Misperceptions about patients of color abound among medical professionals. Studies have found that doctors perceive people from minority populations to be less intelligent, less educated, and more likely to be noncompliant with treatment. “This is all perception by the physician, not the actual facts,” Dr. Tapan says. “This tells us that there is a physician bias involved.”
How Do We Reduce Disparities?
The most important way to level the playing field for patients is to give everyone equal access to health care, regardless of their insurance or economic status, Dr. Tapan tells SurvivorNet. Next, doctors need to recognize their own bias and work to overcome it through training.
Oncologists also should encourage more diverse enrollment in clinical trials, he says. “We have to support patient enrollment in clinical trials from underrepresented minorities, because we are guiding our treatment decisions by looking at those trials.”
“If you want to make progress on disparities, you need to have better communication, transparency in real time…and there needs to be accountability,” Dr. Cykert adds.

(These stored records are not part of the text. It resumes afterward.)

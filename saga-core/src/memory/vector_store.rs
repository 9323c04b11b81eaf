//! Embedded similarity index over chapters, key events and plot threads.
//!
//! The index is small enough to keep in memory and search by brute force.
//! It is written to `<memory_dir>/vectors/index.json` after every mutation.

use async_trait::async_trait;
use serde::{Deserialize, Serialize};
use serde_json::Value;
use sha2::{Digest, Sha256};
use std::collections::BTreeMap;
use std::path::{Path, PathBuf};
use std::sync::Arc;
use thiserror::Error;
use tokio::fs;
use tracing::{debug, info, warn};

use crate::models::{Chapter, PlotThread, ThreadStatus};

/// Errors from the vector index.
#[derive(Debug, Error)]
pub enum VectorError {
    #[error("IO error: {0}")]
    Io(#[from] std::io::Error),

    #[error("JSON error: {0}")]
    Json(#[from] serde_json::Error),

    #[error("Embedding failed: {0}")]
    Embedding(#[from] llm::Error),

    #[error("Embedder returned {got} vectors for {expected} inputs")]
    CountMismatch { expected: usize, got: usize },
}

// ============================================================================
// Embedders
// ============================================================================

/// Turns text into vectors.
#[async_trait]
pub trait Embedder: Send + Sync {
    async fn embed(&self, texts: &[String]) -> Result<Vec<Vec<f32>>, VectorError>;

    /// Identifies the embedding space; indexes built with another embedder are discarded.
    fn name(&self) -> &str;
}

/// Deterministic feature-hashing embedder.
///
/// Each lowercase word and adjacent word pair is hashed with SHA-256 into one
/// of `dimensions` buckets with a hashed sign, then the vector is L2-normalized.
/// Needs no network, so it is always available.
#[derive(Debug, Clone)]
pub struct HashingEmbedder {
    dimensions: usize,
    name: String,
}

impl HashingEmbedder {
    pub fn new(dimensions: usize) -> Self {
        let dimensions = dimensions.max(1);
        Self {
            dimensions,
            name: format!("hashing:{dimensions}"),
        }
    }

    pub fn dimensions(&self) -> usize {
        self.dimensions
    }

    fn embed_one(&self, text: &str) -> Vec<f32> {
        let mut vector = vec![0.0f32; self.dimensions];
        let words: Vec<String> = text
            .split(|c: char| !c.is_alphanumeric())
            .filter(|w| !w.is_empty())
            .map(|w| w.to_lowercase())
            .collect();

        let mut add = |feature: &str, weight: f32| {
            let digest = Sha256::digest(feature.as_bytes());
            let mut bucket = [0u8; 8];
            bucket.copy_from_slice(&digest[..8]);
            let index = (u64::from_le_bytes(bucket) % self.dimensions as u64) as usize;
            let sign = if digest[8] & 1 == 0 { 1.0 } else { -1.0 };
            vector[index] += sign * weight;
        };

        for word in &words {
            add(word.as_str(), 1.0);
        }
        for pair in words.windows(2) {
            add(&format!("{} {}", pair[0], pair[1]), 0.5);
        }

        normalize(&mut vector);
        vector
    }
}

#[async_trait]
impl Embedder for HashingEmbedder {
    async fn embed(&self, texts: &[String]) -> Result<Vec<Vec<f32>>, VectorError> {
        Ok(texts.iter().map(|t| self.embed_one(t)).collect())
    }

    fn name(&self) -> &str {
        &self.name
    }
}

/// Embeddings from the OpenAI embeddings endpoint.
pub struct OpenAiEmbedder {
    client: llm::OpenAiEmbeddings,
    name: String,
}

impl OpenAiEmbedder {
    pub fn new(client: llm::OpenAiEmbeddings) -> Self {
        let name = format!("openai:{}", client.model());
        Self { client, name }
    }
}

#[async_trait]
impl Embedder for OpenAiEmbedder {
    async fn embed(&self, texts: &[String]) -> Result<Vec<Vec<f32>>, VectorError> {
        Ok(self.client.embed(texts).await?)
    }

    fn name(&self) -> &str {
        &self.name
    }
}

fn normalize(vector: &mut [f32]) {
    let norm = vector.iter().map(|x| x * x).sum::<f32>().sqrt();
    if norm > 0.0 {
        for x in vector.iter_mut() {
            *x /= norm;
        }
    }
}

/// Cosine similarity, 0 when either vector is all zeros or the lengths differ.
pub fn cosine_similarity(a: &[f32], b: &[f32]) -> f32 {
    if a.len() != b.len() {
        return 0.0;
    }
    let dot: f32 = a.iter().zip(b).map(|(x, y)| x * y).sum();
    let norm_a = a.iter().map(|x| x * x).sum::<f32>().sqrt();
    let norm_b = b.iter().map(|x| x * x).sum::<f32>().sqrt();
    if norm_a == 0.0 || norm_b == 0.0 {
        return 0.0;
    }
    dot / (norm_a * norm_b)
}

// ============================================================================
// Index
// ============================================================================

type Metadata = BTreeMap<String, Value>;

#[derive(Debug, Clone, Serialize, Deserialize)]
struct Record {
    id: String,
    document: String,
    metadata: Metadata,
    embedding: Vec<f32>,
}

#[derive(Debug, Clone, Default, Serialize, Deserialize)]
struct Index {
    embedder: String,
    #[serde(default)]
    chapters: Vec<Record>,
    #[serde(default)]
    events: Vec<Record>,
    #[serde(default)]
    threads: Vec<Record>,
}

#[derive(Debug, Clone, Copy, PartialEq, Eq)]
enum Collection {
    Chapters,
    Events,
    Threads,
}

impl Index {
    fn records(&self, collection: Collection) -> &Vec<Record> {
        match collection {
            Collection::Chapters => &self.chapters,
            Collection::Events => &self.events,
            Collection::Threads => &self.threads,
        }
    }

    fn records_mut(&mut self, collection: Collection) -> &mut Vec<Record> {
        match collection {
            Collection::Chapters => &mut self.chapters,
            Collection::Events => &mut self.events,
            Collection::Threads => &mut self.threads,
        }
    }

    fn upsert(&mut self, collection: Collection, record: Record) {
        let records = self.records_mut(collection);
        match records.iter_mut().find(|r| r.id == record.id) {
            Some(existing) => *existing = record,
            None => records.push(record),
        }
    }
}

/// One search hit.
#[derive(Debug, Clone, PartialEq)]
pub struct SearchResult {
    pub id: String,
    pub document: String,
    pub metadata: BTreeMap<String, Value>,
    /// `1 - cosine similarity`; smaller is closer.
    pub distance: f32,
}

impl SearchResult {
    pub fn relevance(&self) -> f32 {
        1.0 - self.distance
    }

    pub fn meta_str(&self, key: &str) -> Option<&str> {
        self.metadata.get(key).and_then(Value::as_str)
    }

    pub fn meta_u64(&self, key: &str) -> Option<u64> {
        self.metadata.get(key).and_then(Value::as_u64)
    }
}

/// Record counts per collection.
#[derive(Debug, Clone, Copy, PartialEq, Eq, Default)]
pub struct VectorStats {
    pub chapters: usize,
    pub events: usize,
    pub threads: usize,
}

/// Persistent similarity index.
pub struct VectorStore {
    path: PathBuf,
    embedder: Arc<dyn Embedder>,
    index: Index,
}

impl std::fmt::Debug for VectorStore {
    fn fmt(&self, f: &mut std::fmt::Formatter<'_>) -> std::fmt::Result {
        f.debug_struct("VectorStore")
            .field("path", &self.path)
            .field("embedder", &self.embedder.name())
            .field("stats", &self.stats())
            .finish()
    }
}

impl VectorStore {
    /// Open the index under `memory_dir/vectors`, loading any saved records.
    ///
    /// A saved index built by a different embedder is discarded.
    pub async fn open(memory_dir: &Path, embedder: Arc<dyn Embedder>) -> Result<Self, VectorError> {
        let dir = memory_dir.join("vectors");
        fs::create_dir_all(&dir).await?;
        let path = dir.join("index.json");

        let mut index = Index {
            embedder: embedder.name().to_string(),
            ..Index::default()
        };
        if fs::try_exists(&path).await? {
            let content = fs::read_to_string(&path).await?;
            let saved: Index = serde_json::from_str(&content)?;
            if saved.embedder == embedder.name() {
                index = saved;
            } else {
                warn!(
                    saved = %saved.embedder,
                    current = %embedder.name(),
                    "Vector index built with another embedder, starting fresh"
                );
            }
        }

        let store = Self {
            path,
            embedder,
            index,
        };
        info!(stats = ?store.stats(), "Opened vector store");
        Ok(store)
    }

    pub fn stats(&self) -> VectorStats {
        VectorStats {
            chapters: self.index.chapters.len(),
            events: self.index.events.len(),
            threads: self.index.threads.len(),
        }
    }

    /// Index a chapter summary and each of its key events.
    pub async fn add_chapter(&mut self, chapter: &Chapter) -> Result<(), VectorError> {
        let mut documents = vec![format!(
            "{}\n{}\n{}",
            chapter.title,
            chapter.summary,
            chapter.key_events.join("\n")
        )];
        documents.extend(chapter.key_events.iter().cloned());
        let mut embeddings = self.embed_all(&documents).await?.into_iter();

        let mut metadata = Metadata::new();
        metadata.insert("chapter_number".into(), chapter.chapter_number.into());
        metadata.insert("arc_id".into(), chapter.arc_id.clone().into());
        metadata.insert("title".into(), chapter.title.clone().into());
        metadata.insert(
            "cliffhanger_type".into(),
            chapter.cliffhanger_type.clone().into(),
        );
        if let Some(embedding) = embeddings.next() {
            self.index.upsert(
                Collection::Chapters,
                Record {
                    id: chapter.chapter_id.clone(),
                    document: documents[0].clone(),
                    metadata,
                    embedding,
                },
            );
        }

        for ((i, event), embedding) in chapter.key_events.iter().enumerate().zip(embeddings) {
            let mut metadata = Metadata::new();
            metadata.insert("chapter_id".into(), chapter.chapter_id.clone().into());
            metadata.insert("chapter_number".into(), chapter.chapter_number.into());
            metadata.insert("event_index".into(), i.into());
            self.index.upsert(
                Collection::Events,
                Record {
                    id: format!("{}_event_{i}", chapter.chapter_id),
                    document: event.clone(),
                    metadata,
                    embedding,
                },
            );
        }

        debug!(chapter = %chapter.chapter_id, events = chapter.key_events.len(), "Indexed chapter");
        self.persist().await
    }

    /// Index or refresh a plot thread.
    pub async fn add_thread(&mut self, thread: &PlotThread) -> Result<(), VectorError> {
        let document = format!("{}\n{}", thread.name, thread.setup_description);
        let embedding = self
            .embed_all(std::slice::from_ref(&document))
            .await?
            .pop()
            .unwrap_or_default();

        let mut metadata = Metadata::new();
        metadata.insert("type".into(), thread.thread_type.clone().into());
        metadata.insert("status".into(), thread.status.name().into());
        metadata.insert("importance".into(), thread.importance.name().into());
        self.index.upsert(
            Collection::Threads,
            Record {
                id: thread.thread_id.clone(),
                document,
                metadata,
                embedding,
            },
        );
        self.persist().await
    }

    /// Chapters closest to `query`, optionally limited to one arc.
    pub async fn search_chapters(
        &self,
        query: &str,
        n: usize,
        arc_id: Option<&str>,
    ) -> Result<Vec<SearchResult>, VectorError> {
        self.search(Collection::Chapters, query, n, |r| {
            arc_id.map_or(true, |arc| r.metadata.get("arc_id").and_then(Value::as_str) == Some(arc))
        })
        .await
    }

    pub async fn search_events(&self, query: &str, n: usize) -> Result<Vec<SearchResult>, VectorError> {
        self.search(Collection::Events, query, n, |_| true).await
    }

    /// Threads closest to `query`, optionally limited to one status.
    pub async fn search_threads(
        &self,
        query: &str,
        n: usize,
        status: Option<ThreadStatus>,
    ) -> Result<Vec<SearchResult>, VectorError> {
        self.search(Collection::Threads, query, n, |r| {
            status.map_or(true, |s| {
                r.metadata.get("status").and_then(Value::as_str) == Some(s.name())
            })
        })
        .await
    }

    /// Drop every record and persist the empty index.
    pub async fn reset(&mut self) -> Result<(), VectorError> {
        self.index = Index {
            embedder: self.embedder.name().to_string(),
            ..Index::default()
        };
        info!("Reset vector store");
        self.persist().await
    }

    async fn search(
        &self,
        collection: Collection,
        query: &str,
        n: usize,
        keep: impl Fn(&Record) -> bool,
    ) -> Result<Vec<SearchResult>, VectorError> {
        let records = self.index.records(collection);
        if n == 0 || records.is_empty() || query.trim().is_empty() {
            return Ok(Vec::new());
        }
        let query_embedding = self
            .embed_all(&[query.to_string()])
            .await?
            .pop()
            .unwrap_or_default();

        let mut results: Vec<SearchResult> = records
            .iter()
            .filter(|r| keep(r))
            .map(|r| SearchResult {
                id: r.id.clone(),
                document: r.document.clone(),
                metadata: r.metadata.clone(),
                distance: 1.0 - cosine_similarity(&query_embedding, &r.embedding),
            })
            .collect();
        results.sort_by(|a, b| a.distance.total_cmp(&b.distance));
        results.truncate(n);
        Ok(results)
    }

    async fn embed_all(&self, texts: &[String]) -> Result<Vec<Vec<f32>>, VectorError> {
        let embeddings = self.embedder.embed(texts).await?;
        if embeddings.len() != texts.len() {
            return Err(VectorError::CountMismatch {
                expected: texts.len(),
                got: embeddings.len(),
            });
        }
        Ok(embeddings)
    }

    async fn persist(&self) -> Result<(), VectorError> {
        let content = serde_json::to_string(&self.index)?;
        let tmp = self.path.with_extension("json.tmp");
        fs::write(&tmp, content).await?;
        fs::rename(&tmp, &self.path).await?;
        Ok(())
    }
}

He tested out an intervention to reduce racial disparities in the treatment of early-stage lung cancer. To encourage transparency, Dr. Cykert and his team created a system that triggered a warning in a patient’s electronic health record whenever they missed an appointment. Then, trained nurse navigators stepped in and re-engaged the patient by working to overcome any barriers they faced to getting care. A trained oncologist also got involved, helping to bring the patient back in for treatment.
Thanks to this intervention, 96% of both Black and white patients received the care they needed. “So we not only improved care with this system for Black patients; we improved care for white patients,” Dr. Cykert says. He says building this kind of system is neither cost-prohibitive nor time intensive. “The electronic health record is already there. The navigators are already there.”
Both experts say it’s also critical to help people from minority groups become more engaged in their own care. That may require outreach into communities — for example, spreading the message about smoking cessation and lung cancer screening in barbershops and churches.
“I think it’s very important that we raise awareness of this situation,” Dr. Tapan says. He shares a quote from Martin Luther King, Jr.: “Of all the forms of inequality, injustice in healthcare is the most shocking and inhumane.” “That quote was from 1966. I’m hoping in the past 54 years we have had some positive advancements in this area, but I think more needs to be done.”